TASK BRIEF: Retype the data in its entirety, with no word changed.
*** Opening of PROVIDED INFORMATION ***
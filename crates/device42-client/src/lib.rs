//! Device42 REST API Client
//!
//! A Rust client library for the Device42 CMDB REST API.
//! Provides typed models, form-encoded writes and transparent pagination.
//!
//! # Example
//!
//! ```no_run
//! use device42_client::{Building, Device42Client, Device42Config, RackFilter};
//!
//! # async fn example() -> Result<(), Box<dyn std::error::Error>> {
//! // Credentials from D42_HOST / D42_USERNAME / D42_PASSWORD
//! let client = Device42Client::new(&Device42Config::from_env()?)?;
//!
//! // Create or update a building
//! let res = client.post_building(&Building::new("HQ", "1 Main Street")).await?;
//! println!("building {} -> id {}", res.message, res.id);
//!
//! // Fetch every rack of a building, across all pages
//! let racks = client
//!     .get_racks(&RackFilter {
//!         building: Some("HQ".to_string()),
//!         ..Default::default()
//!     })
//!     .await?;
//! println!("{} racks", racks.len());
//! # Ok(())
//! # }
//! ```
//!
//! # Features
//!
//! - **Buildings, rooms, racks, devices**: Query, create/update and delete
//! - **IPAM**: VLANs, subnets and IP addresses
//! - **DOQL**: Run saved queries
//! - **Custom fields**: Update custom fields of any object
//! - **Retry Logic**: Dropped connections are retried with Fibonacci backoff
//! - **Pagination**: Lazy page streams or flattened result lists

pub mod backoff;
pub mod client;
pub mod common;
pub mod config;
#[path = "trait.rs"]
pub mod device42_trait;
pub mod error;
#[cfg(feature = "test-util")]
pub mod mock;
pub mod models;

pub use client::Device42Client;
pub use common::HttpClient;
pub use common::query::Page;
pub use config::Device42Config;
pub use device42_trait::Device42ClientTrait;
pub use error::Device42Error;
#[cfg(feature = "test-util")]
pub use mock::MockDevice42Client;
pub use models::*;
*** Close of PROVIDED INFORMATION ***
RESULT OF THIS EXERCISE:
filename crates/device42-client/src/lib.rs
//! Device42 REST API Client
//!
//! A Rust client library for the Device42 CMDB REST API.
//! Provides typed models, form-encoded writes and transparent pagination.
//!
//! # Example
//!
//! ```no_run
//! use device42_client::{Building, Device42Client, Device42Config, RackFilter};
//!
//! # async fn example() -> Result<(), Box<dyn std::error::Error>> {
//! // Credentials from D42_HOST / D42_USERNAME / D42_PASSWORD
//! let client = Device42Client::new(&Device42Config::from_env()?)?;
//!
//! // Create or update a building
//! let res = client.post_building(&Building::new("HQ", "1 Main Street")).await?;
//! println!("building {} -> id {}", res.message, res.id);
//!
//! // Fetch every rack of a building, across all pages
//! let racks = client
//!     .get_racks(&RackFilter {
//!         building: Some("HQ".to_string()),
//!         ..Default::default()
//!     })
//!     .await?;
//! println!("{} racks", racks.len());
//! # Ok(())
//! # }
//! ```
//!
//! # Features
//!
//! - **Buildings, rooms, racks, devices**: Query, create/update and delete
//! - **IPAM**: VLANs, subnets and IP addresses
//! - **DOQL**: Run saved queries
//! - **Custom fields**: Update custom fields of any object
//! - **Retry Logic**: Dropped connections are retried with Fibonacci backoff
//! - **Pagination**: Lazy page streams or flattened result lists

pub mod backoff;
pub mod client;
pub mod common;
pub mod config;
#[path = "trait.rs"]
pub mod device42_trait;
pub mod error;
#[cfg(feature = "test-util")]
pub mod mock;
pub mod models;

pub use client::Device42Client;
pub use common::HttpClient;
pub use common::query::Page;
pub use config::Device42Config;
pub use device42_trait::Device42ClientTrait;
pub use error::Device42Error;
#[cfg(feature = "test-util")]
pub use mock::MockDevice42Client;
pub use models::*;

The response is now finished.